[Information provided]
───
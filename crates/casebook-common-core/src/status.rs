//! Case lifecycle status.

use serde::{Deserialize, Serialize};
use std::fmt;

/// Lifecycle state of a case.
///
/// The case API owns the full enumeration; values this build does not know
/// about are preserved verbatim in [`CaseStatus::Other`] so they can still be
/// displayed.
#[derive(Debug, Clone, PartialEq, Eq, Hash, Serialize, Deserialize)]
#[serde(from = "String", into = "String")]
pub enum CaseStatus {
    /// Subject is at large.
    Active,
    /// Case is being actively worked.
    UnderInvestigation,
    /// Subject has been taken into custody.
    Arrested,
    /// Case is closed.
    Closed,
    /// A status not known to this build.
    Other(String),
}

impl CaseStatus {
    /// Wire representation.
    pub fn as_str(&self) -> &str {
        match self {
            Self::Active => "active",
            Self::UnderInvestigation => "under_investigation",
            Self::Arrested => "arrested",
            Self::Closed => "closed",
            Self::Other(s) => s,
        }
    }
}

impl From<String> for CaseStatus {
    fn from(s: String) -> Self {
        match s.as_str() {
            "active" => Self::Active,
            "under_investigation" => Self::UnderInvestigation,
            "arrested" => Self::Arrested,
            "closed" => Self::Closed,
            _ => Self::Other(s),
        }
    }
}

impl From<&str> for CaseStatus {
    fn from(s: &str) -> Self {
        Self::from(s.to_string())
    }
}

impl From<CaseStatus> for String {
    fn from(status: CaseStatus) -> Self {
        match status {
            CaseStatus::Other(s) => s,
            known => known.as_str().to_string(),
        }
    }
}

impl fmt::Display for CaseStatus {
    fn fmt(&self, f: &mut fmt::Formatter<'_>) -> fmt::Result {
        f.write_str(self.as_str())
    }
}

#[cfg(test)]
mod tests {
    use super::*;

    #[test]
    fn test_known_statuses_parse() {
        assert_eq!(CaseStatus::from("active"), CaseStatus::Active);
        assert_eq!(CaseStatus::from("arrested"), CaseStatus::Arrested);
        assert_eq!(
            CaseStatus::from("under_investigation"),
            CaseStatus::UnderInvestigation
        );
    }

    #[test]
    fn test_unknown_status_preserved() {
        let status = CaseStatus::from("transferred");
        assert_eq!(status, CaseStatus::Other("transferred".into()));
        assert_eq!(status.to_string(), "transferred");
    }

    #[test]
    fn test_status_serialization() {
        let json = serde_json::to_string(&CaseStatus::UnderInvestigation).unwrap();
        assert_eq!(json, "\"under_investigation\"");

        let status: CaseStatus = serde_json::from_str("\"closed\"").unwrap();
        assert_eq!(status, CaseStatus::Closed);
    }
}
───
[What the task asks]
Above are some records; copy exactly the lines from the one with "to this build." through the one with "fn from(s: String)", both included, and no others.

[Answer section]
    /// A status not known to this build.
    Other(String),
}

impl CaseStatus {
    /// Wire representation.
    pub fn as_str(&self) -> &str {
        match self {
            Self::Active => "active",
            Self::UnderInvestigation => "under_investigation",
            Self::Arrested => "arrested",
            Self::Closed => "closed",
            Self::Other(s) => s,
        }
    }
}

impl From<String> for CaseStatus {
    fn from(s: String) -> Self {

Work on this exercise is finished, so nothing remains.